STEP ONE: Acknowledge their problem

It’s important that you hear them and that you let them know. I acknowledged that this was a problem for him, “Wow, i’m sorry that you aren’t enjoying the taste of your string beans tonight. That’s too bad, because string beans are the vegetable that mommy cooked tonight and they need to be eaten to keep your body healthy.”  I said this in a sincere empathetic tone, not a stern one.

STEP TWO: Give reasonable choices (alter the refused food, don’t ever replace it!)

Give choices.  I gave my son choices, “If you’d like we can add something to your green beans to change the way they taste. We can add some butter, some salt or we can sprinkle parmesean cheese onto them. Which one of those choices do you think will help you change the taste?  You can choose or mommy can choose for you.”

STEP THREE: Give your child the power to fix the problem on their own. (let them choose and let them be the one to modify or change the food)

“I think parmesean cheese will make these string beans taste better.” said my son. “Ok, great choice, i’ll go get the shaker,” I replied. I handed the shaker to my son to let him do the shaking and make the change.


Reward them for “making a good choice.”  While my son was shaking the cheese, I gave him positive feedback and praise to reinforce his choice. “Wow, that looks really yummy. You really made a great choice.  Nice work!”

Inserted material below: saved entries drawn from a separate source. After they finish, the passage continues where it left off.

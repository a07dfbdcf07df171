//! Run-level metrics summary files.

use std::fs;
use std::path::{Path, PathBuf};

use serde::Serialize;
use tracing::info;

use crate::Result;

/// One row of the metrics table, one model per row.
#[derive(Debug, Clone, Serialize)]
pub struct MetricsRow {
    pub model: String,
    pub accuracy: f64,
    pub precision: f64,
    pub recall: f64,
    pub f1: f64,
    pub roc_auc: Option<f64>,
    pub cv_mean: f64,
    pub cv_std: f64,
}

/// Writes `model_metrics.csv` and `summary.md` into a reports directory.
#[derive(Debug, Clone)]
pub struct MetricsReporter {
    reports_dir: PathBuf,
}

impl MetricsReporter {
    pub fn new(reports_dir: impl Into<PathBuf>) -> Self {
        Self {
            reports_dir: reports_dir.into(),
        }
    }

    fn write_atomic(&self, file: &str, contents: &[u8]) -> Result<PathBuf> {
        fs::create_dir_all(&self.reports_dir)?;
        let path = self.reports_dir.join(file);
        let tmp = self.reports_dir.join(format!("{file}.tmp"));
        fs::write(&tmp, contents)?;
        fs::rename(&tmp, &path)?;
        Ok(path)
    }

    /// The machine-readable metrics table.
    pub fn write_metrics_csv(&self, rows: &[MetricsRow]) -> Result<()> {
        let mut writer = csv::Writer::from_writer(Vec::new());
        for row in rows {
            writer.serialize(row)?;
        }
        let bytes = writer
            .into_inner()
            .map_err(|e| std::io::Error::new(std::io::ErrorKind::Other, e.to_string()))?;
        let path = self.write_atomic("model_metrics.csv", &bytes)?;
        info!(path = %path.display(), models = rows.len(), "metrics csv written");
        Ok(())
    }

    /// The human-readable run summary.
    pub fn write_summary_md(&self, rows: &[MetricsRow]) -> Result<()> {
        let best = rows.iter().max_by(|a, b| {
            a.accuracy
                .partial_cmp(&b.accuracy)
                .unwrap_or(std::cmp::Ordering::Equal)
        });

        let mut md = String::from("# Hit song prediction results\n\n");
        if let Some(best) = best {
            md.push_str(&format!(
                "Best model: **{}** with test accuracy {:.4}.\n\n",
                best.model, best.accuracy
            ));
        }
        md.push_str("| Model | Accuracy | Precision | Recall | F1 | ROC-AUC | CV mean | CV std |\n");
        md.push_str("|---|---|---|---|---|---|---|---|\n");
        for row in rows {
            let auc = row
                .roc_auc
                .map(|v| format!("{v:.4}"))
                .unwrap_or_else(|| "n/a".to_string());
            md.push_str(&format!(
                "| {} | {:.4} | {:.4} | {:.4} | {:.4} | {} | {:.4} | {:.4} |\n",
                row.model, row.accuracy, row.precision, row.recall, row.f1, auc, row.cv_mean,
                row.cv_std
            ));
        }

        let path = self.write_atomic("summary.md", md.as_bytes())?;
        info!(path = %path.display(), "summary written");
        Ok(())
    }

    /// Both summary files in one call.
    pub fn write_all(&self, rows: &[MetricsRow]) -> Result<()> {
        self.write_metrics_csv(rows)?;
        self.write_summary_md(rows)
    }

    pub fn reports_dir(&self) -> &Path {
        &self.reports_dir
    }
}

#[cfg(test)]
mod tests {
    use super::*;
    use tempfile::TempDir;

    fn rows() -> Vec<MetricsRow> {
        vec![
            MetricsRow {
                model: "Random Forest".into(),
                accuracy: 0.91,
                precision: 0.88,
                recall: 0.9,
                f1: 0.89,
                roc_auc: Some(0.95),
                cv_mean: 0.9,
                cv_std: 0.02,
            },
            MetricsRow {
                model: "SVM".into(),
                accuracy: 0.84,
                precision: 0.8,
                recall: 0.82,
                f1: 0.81,
                roc_auc: None,
                cv_mean: 0.83,
                cv_std: 0.03,
            },
        ]
    }

    #[test]
    fn test_csv_has_header_and_rows() {
        let dir = TempDir::new().unwrap();
        MetricsReporter::new(dir.path()).write_metrics_csv(&rows()).unwrap();
        let text = fs::read_to_string(dir.path().join("model_metrics.csv")).unwrap();
        let lines: Vec<&str> = text.lines().collect();
        assert_eq!(lines.len(), 3);
        assert!(lines[0].starts_with("model,accuracy,precision"));
        assert!(lines[1].starts_with("Random Forest,"));
        // None serializes as an empty field.
        assert!(lines[2].contains(",,"));
    }

    #[test]
    fn test_summary_names_best_model() {
        let dir = TempDir::new().unwrap();
        MetricsReporter::new(dir.path()).write_summary_md(&rows()).unwrap();
        let text = fs::read_to_string(dir.path().join("summary.md")).unwrap();
        assert!(text.contains("**Random Forest**"));
        assert!(text.contains("| SVM |"));
        assert!(text.contains("n/a"));
    }

    #[test]
    fn test_no_leftover_temp_files() {
        let dir = TempDir::new().unwrap();
        MetricsReporter::new(dir.path()).write_all(&rows()).unwrap();
        let leftovers: Vec<_> = fs::read_dir(dir.path())
            .unwrap()
            .filter_map(|e| e.ok())
            .filter(|e| e.path().extension().is_some_and(|ext| ext == "tmp"))
            .collect();
        assert!(leftovers.is_empty());
    }
}
//! # hitsong-eval
//!
//! Evaluation of trained classifiers: scalar metrics, per-class text
//! reports, per-model diagnostic charts and the run-level metrics summary.

pub mod report;

use thiserror::Error;
use tracing::info;

use hitsong_core::metrics::{
    accuracy_score, classification_report, confusion_matrix, f1_score, precision_score,
    recall_score, roc_auc_score,
};
use hitsong_plot::{PlotError, Plotter};

pub use report::{MetricsReporter, MetricsRow};

/// Result type for evaluation operations.
pub type Result<T> = std::result::Result<T, EvalError>;

/// Errors that can occur during evaluation and reporting.
#[derive(Error, Debug)]
pub enum EvalError {
    /// Prediction and label vectors disagree in length.
    #[error("Length mismatch: {expected} labels but {actual} predictions")]
    LengthMismatch { expected: usize, actual: usize },

    /// Chart rendering failure.
    #[error(transparent)]
    Plot(#[from] PlotError),

    /// Metrics CSV failure.
    #[error("CSV write failed: {0}")]
    Csv(#[from] csv::Error),

    /// Report file I/O failure.
    #[error("I/O error: {0}")]
    Io(#[from] std::io::Error),
}

/// Scalar metrics for one model on the held-out split.
#[derive(Debug, Clone, PartialEq)]
pub struct EvaluationMetrics {
    pub accuracy: f64,
    pub precision: f64,
    pub recall: f64,
    pub f1: f64,
    /// Present only when probabilities were supplied; 0.0 when the AUC is
    /// undefined (single-class test set).
    pub roc_auc: Option<f64>,
}

/// Full evaluation of one model: metrics plus the text report.
#[derive(Debug, Clone)]
pub struct DetailedReport {
    pub metrics: EvaluationMetrics,
    pub classification_report: String,
    pub confusion_matrix: [[usize; 2]; 2],
}

/// Computes metrics and renders per-model diagnostics.
#[derive(Debug, Clone)]
pub struct ModelEvaluator {
    plotter: Plotter,
}

impl ModelEvaluator {
    pub fn new(figures_dir: impl Into<std::path::PathBuf>) -> Self {
        Self {
            plotter: Plotter::new(figures_dir),
        }
    }

    fn check_lengths(y_true: &[f64], other: &[f64]) -> Result<()> {
        if y_true.len() != other.len() {
            return Err(EvalError::LengthMismatch {
                expected: y_true.len(),
                actual: other.len(),
            });
        }
        Ok(())
    }

    /// Accuracy, precision, recall and F1, plus ROC-AUC when probabilities
    /// are available. Undefined ratios fall back to zero rather than
    /// failing.
    pub fn calculate_metrics(
        &self,
        y_true: &[f64],
        y_pred: &[f64],
        y_proba: Option<&[f64]>,
    ) -> Result<EvaluationMetrics> {
        Self::check_lengths(y_true, y_pred)?;
        let roc_auc = match y_proba {
            Some(proba) => {
                Self::check_lengths(y_true, proba)?;
                let auc = roc_auc_score(y_true, proba);
                Some(if auc.is_finite() { auc } else { 0.0 })
            }
            None => None,
        };
        Ok(EvaluationMetrics {
            accuracy: accuracy_score(y_true, y_pred),
            precision: precision_score(y_true, y_pred),
            recall: recall_score(y_true, y_pred),
            f1: f1_score(y_true, y_pred),
            roc_auc,
        })
    }

    /// Render the confusion matrix chart for one model.
    pub fn plot_confusion_matrix(
        &self,
        model_name: &str,
        y_true: &[f64],
        y_pred: &[f64],
    ) -> Result<()> {
        Self::check_lengths(y_true, y_pred)?;
        let matrix = confusion_matrix(y_true, y_pred);
        self.plotter.plot_confusion_matrix(model_name, matrix)?;
        Ok(())
    }

    /// Render the ROC curve chart for one model.
    pub fn plot_roc_curve(&self, model_name: &str, y_true: &[f64], y_proba: &[f64]) -> Result<()> {
        Self::check_lengths(y_true, y_proba)?;
        self.plotter.plot_roc_curve(model_name, y_true, y_proba)?;
        Ok(())
    }

    /// Metrics, the per-class text report and both diagnostic charts.
    pub fn generate_detailed_report(
        &self,
        model_name: &str,
        y_true: &[f64],
        y_pred: &[f64],
        y_proba: Option<&[f64]>,
    ) -> Result<DetailedReport> {
        let metrics = self.calculate_metrics(y_true, y_pred, y_proba)?;
        let text = classification_report(y_true, y_pred, ["Not Hit", "Hit"]);
        let matrix = confusion_matrix(y_true, y_pred);

        self.plotter.plot_confusion_matrix(model_name, matrix)?;
        if let Some(proba) = y_proba {
            self.plotter.plot_roc_curve(model_name, y_true, proba)?;
        }
        info!(
            model = %model_name,
            accuracy = metrics.accuracy,
            f1 = metrics.f1,
            "model evaluated"
        );
        Ok(DetailedReport {
            metrics,
            classification_report: text,
            confusion_matrix: matrix,
        })
    }
}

And with that, we got back to dinner and he gobbled up every bite of his string beans while we talked about our day.

Why did this work?

This worked because I have a complete plan for handling normal food refusals and I am 100% consistent with it. It worked because this is just one of the many feeding “tools” that I have in my tool box to meet each meal with success.  You can read about additional strategies or “tools” by clicking here, here, here, here and here.

Let’s be honest, some kids are awesome eaters right from the start and if you have one you are incredibly lucky (offer up some thanks right now), but many other children struggle, preferring processed foods over healthier choices and its absolutely no fun when battles begin at the table.

It’s not new information that children NEED to eat healthy foods for the bodies to function and for their brains to grow. What your child eats now is forming the adult body and brain that they will evolve into. Nothing is more important than nourishing them and setting them up for a healthy and successful life.

Children that are healthy eaters are happier kids and that makes their parents feel happy too.